McCosker earned his BA degree from the Occidental College (Los Angeles) in 1967. He attended the Scripps Institution of Oceanography in 1973 where McCosker gained his PhD degree. Currently he is a senior scientist at the California Academy of Sciences based in San Francisco. He joined the academy in 1973 as superintendent within the Steinhart Aquarium. Between 1976 and 1994 he was the director. From 1988 to 1989, and again in 1995, he was the Interim Executive Director for the Academy.

The generic name of the blenny Mccoskerichthys sandae honours McCosker, because he discovered it and assisted in the collection of the type while its specific name honours his then wife, Sandra.

Filmography

Dr.
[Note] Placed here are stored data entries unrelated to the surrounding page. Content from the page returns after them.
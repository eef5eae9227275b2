//! End-to-end device lifecycle: construction, credential cache fetch, code
//! generation, add/delete, and password authentication, all against
//! [`common::FakeTransport`] so no real reader is needed.

mod common;

use common::{FakeCredential, FakeTransport, FakeTransportOptions};
use oath_daemon_lib::oath::device::Device;
use oath_daemon_lib::oath::events::NullEventSink;
use oath_daemon_lib::oath::model::{Brand, DeviceId, DeviceState, OathAlgorithm, OathCredentialData, ReaderName};
use oath_daemon_lib::oath::pcsc_context::{CardHandle, CardProtocol};
use oath_daemon_lib::oath::worker_pool::WorkerPool;
use std::sync::Arc;
use std::time::Duration;

fn yubikey_capabilities() -> oath_daemon_lib::oath::model::Capabilities {
    oath_daemon_lib::oath::brand::detect_capabilities(Brand::YubiKey)
}

async fn build_device(transport: Arc<FakeTransport>, requires_password: bool) -> Arc<Device> {
    let worker_pool = Arc::new(WorkerPool::new(2));
    Device::new(
        DeviceId("DEADBEEF".to_string()),
        ReaderName::from("Fake Reader 0"),
        Brand::YubiKey,
        yubikey_capabilities(),
        requires_password,
        transport,
        CardHandle(1),
        CardProtocol::T1,
        0,
        Arc::new(NullEventSink),
        worker_pool,
    )
    .await
}

async fn wait_until_ready(device: &Device) {
    let deadline = tokio::time::Instant::now() + Duration::from_secs(2);
    while device.state().await != DeviceState::Ready && tokio::time::Instant::now() < deadline {
        tokio::time::sleep(Duration::from_millis(10)).await;
    }
}

#[tokio::test]
async fn construction_without_password_fetches_credentials_immediately() {
    let transport = Arc::new(FakeTransport::new(FakeTransportOptions {
        credentials: vec![FakeCredential { name: "Example:alice".to_string(), digits: 6, value: 3906, ..Default::default() }],
        ..Default::default()
    }));
    let device = build_device(transport, false).await;

    wait_until_ready(&device).await;
    assert_eq!(device.state().await, DeviceState::Ready);

    let credentials = device.credentials().await;
    assert_eq!(credentials.len(), 1);
    assert_eq!(credentials[0].issuer.as_deref(), Some("Example"));
    assert_eq!(credentials[0].account, "alice");
    assert!(credentials[0].is_totp);
}

#[tokio::test]
async fn generate_code_returns_device_supplied_truncated_value() {
    let transport = Arc::new(FakeTransport::new(FakeTransportOptions {
        credentials: vec![FakeCredential { name: "Example:alice".to_string(), digits: 6, value: 3906, ..Default::default() }],
        ..Default::default()
    }));
    let device = build_device(transport, false).await;
    wait_until_ready(&device).await;

    let code = device.generate_code("Example:alice").await.unwrap();
    assert_eq!(code, "003906");
}

#[tokio::test]
async fn generate_code_reports_credential_not_found() {
    let transport = Arc::new(FakeTransport::new(FakeTransportOptions::default()));
    let device = build_device(transport, false).await;
    wait_until_ready(&device).await;

    let err = device.generate_code("Missing:bob").await.unwrap_err();
    assert!(matches!(err, oath_daemon_lib::oath::error::OathError::CredentialNotFound));
}

#[tokio::test]
async fn add_then_delete_credential_round_trips_through_cache() {
    let transport = Arc::new(FakeTransport::new(FakeTransportOptions::default()));
    let device = build_device(transport, false).await;
    wait_until_ready(&device).await;

    let data = OathCredentialData {
        device_id: device.device_id().clone(),
        original_name: "Example:alice".to_string(),
        issuer: Some("Example".to_string()),
        account: "alice".to_string(),
        is_totp: true,
        algorithm: OathAlgorithm::Sha1,
        digits: 6,
        period: 30,
        counter: 0,
        requires_touch: false,
        secret: "JBSWY3DPEHPK3PXP".to_string(),
    };
    device.add_credential(&data).await.unwrap();

    let deadline = tokio::time::Instant::now() + Duration::from_secs(2);
    while device.credentials().await.is_empty() && tokio::time::Instant::now() < deadline {
        tokio::time::sleep(Duration::from_millis(10)).await;
    }
    assert_eq!(device.credentials().await.len(), 1);

    device.delete_credential("Example:alice").await.unwrap();
    let deadline = tokio::time::Instant::now() + Duration::from_secs(2);
    while !device.credentials().await.is_empty() && tokio::time::Instant::now() < deadline {
        tokio::time::sleep(Duration::from_millis(10)).await;
    }
    assert!(device.credentials().await.is_empty());
}

#[tokio::test]
async fn password_protected_device_requires_authentication_before_generate_code() {
    let transport = Arc::new(FakeTransport::new(FakeTransportOptions {
        requires_password: true,
        password: Some("hunter2".to_string()),
        credentials: vec![FakeCredential { name: "Example:alice".to_string(), digits: 6, value: 42, ..Default::default() }],
        ..Default::default()
    }));
    let device = build_device(transport, true).await;
    assert_eq!(device.state().await, DeviceState::Ready);
    assert!(device.has_password());

    device.authenticate_with_password("hunter2").await.unwrap();
    let code = device.generate_code("Example:alice").await.unwrap();
    assert_eq!(code, "000042");
}

#[tokio::test]
async fn wrong_password_is_rejected() {
    let transport = Arc::new(FakeTransport::new(FakeTransportOptions {
        requires_password: true,
        password: Some("hunter2".to_string()),
        ..Default::default()
    }));
    let device = build_device(transport, true).await;

    let err = device.authenticate_with_password("wrong").await.unwrap_err();
    assert!(matches!(err, oath_daemon_lib::oath::error::OathError::AuthenticationFailed));
}

#[tokio::test]
async fn change_password_clears_requirement_when_new_password_is_empty() {
    let transport = Arc::new(FakeTransport::new(FakeTransportOptions {
        requires_password: true,
        password: Some("hunter2".to_string()),
        ..Default::default()
    }));
    let device = build_device(transport, true).await;

    device.change_password("hunter2", "").await.unwrap();
    assert!(!device.requires_password());
}
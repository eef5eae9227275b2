//! Error taxonomy for the OATH device subsystem (§7).
//!
//! `CardResetDetected` and `SessionLost` are intentionally absent here: they
//! are internal to [`crate::oath::session::OathSession::send_apdu`] and never
//! cross the session's public API, per the design note in SPEC_FULL §9.

use crate::error::StableErrorId;
use thiserror::Error;

/// Errors from the resource-manager binding layer (component A).
#[derive(Debug, Error)]
pub enum PcscError {
    #[error("no PC/SC readers available")]
    NoReadersAvailable,
    #[error("PC/SC resource manager service is not running")]
    NoService,
    #[error("card was removed from the reader")]
    CardRemoved,
    #[error("card state was reset")]
    Reset,
    #[error("operation timed out")]
    Timeout,
    #[error("invalid card handle")]
    InvalidHandle,
    #[error("PC/SC transport error: {0}")]
    Transport(String),
}

/// Errors from APDU/TLV parsing (component B).
#[derive(Debug, Error)]
pub enum ApduError {
    #[error("response too short to contain a status word")]
    ResponseTooShort,
    #[error("TLV tag {tag:#04x} not found in response")]
    TagNotFound { tag: u8 },
    #[error("malformed TLV data")]
    Malformed,
}

/// Public OATH session/device error taxonomy (§7).
#[derive(Debug, Error)]
pub enum OathError {
    #[error("communication error")]
    CommunicationError,
    #[error("invalid response from device")]
    InvalidResponse,
    #[error("device password required")]
    PasswordRequired,
    #[error("authentication failed")]
    AuthenticationFailed,
    #[error("touch required on device")]
    TouchRequired,
    #[error("credential not found")]
    CredentialNotFound,
    #[error("invalid data rejected by device")]
    InvalidData,
    #[error("device has no space for new credential")]
    NoSpace,
    #[error("operation timed out")]
    Timeout,
    #[error("device disconnected")]
    DeviceDisconnected,
    #[error("PC/SC service unavailable")]
    PcscServiceLost,
}

impl StableErrorId for OathError {
    fn error_id(&self) -> &'static str {
        match self {
            OathError::CommunicationError => "OATH_ERROR_COMMUNICATION",
            OathError::InvalidResponse => "OATH_ERROR_INVALID_RESPONSE",
            OathError::PasswordRequired => "OATH_ERROR_PASSWORD_REQUIRED",
            OathError::AuthenticationFailed => "OATH_ERROR_AUTHENTICATION_FAILED",
            OathError::TouchRequired => "OATH_ERROR_TOUCH_REQUIRED",
            OathError::CredentialNotFound => "OATH_ERROR_CREDENTIAL_NOT_FOUND",
            OathError::InvalidData => "OATH_ERROR_INVALID_DATA",
            OathError::NoSpace => "OATH_ERROR_NO_SPACE",
            OathError::Timeout => "OATH_ERROR_TIMEOUT",
            OathError::DeviceDisconnected => "OATH_ERROR_DEVICE_DISCONNECTED",
            OathError::PcscServiceLost => "OATH_ERROR_PCSC_SERVICE_LOST",
        }
    }
}

impl From<PcscError> for OathError {
    fn from(e: PcscError) -> Self {
        match e {
            PcscError::NoService => OathError::PcscServiceLost,
            PcscError::CardRemoved => OathError::DeviceDisconnected,
            PcscError::Timeout => OathError::Timeout,
            PcscError::NoReadersAvailable
            | PcscError::Reset
            | PcscError::InvalidHandle
            | PcscError::Transport(_) => OathError::CommunicationError,
        }
    }
}

impl From<ApduError> for OathError {
    fn from(_: ApduError) -> Self {
        OathError::InvalidResponse
    }
}

/// Device-manager level errors (component L), one layer above [`OathError`].
#[derive(Debug, Error)]
pub enum DeviceManagerError {
    #[error("device {0:?} not found")]
    DeviceNotFound(crate::oath::model::DeviceId),
    #[error(transparent)]
    Oath(#[from] OathError),
    #[error(transparent)]
    Pcsc(#[from] PcscError),
}

pub type PcscResult<T> = Result<T, PcscError>;
pub type OathResult<T> = Result<T, OathError>;
pub type ManagerResult<T> = Result<T, DeviceManagerError>;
McCosker also appeared on The Tonight Show, starring Johnny Carson on July 12, 1984. Other guests on the episode were Miss Piggy and Howie Mandel.

See also
:Category:Taxa named by John E. McCosker

References

http://www.calacademy.org/explore-science/john-mccosker
http://www.mnh.si.edu/expeditions/galapagos/davem.htm
The New York Times Movies

External links

American oceanographers
American ichthyologists
Living people
People associated with the California Academy of Sciences
Occidental College alumni
Scientists from California
21st-century American scientists
Year of birth missing (living people)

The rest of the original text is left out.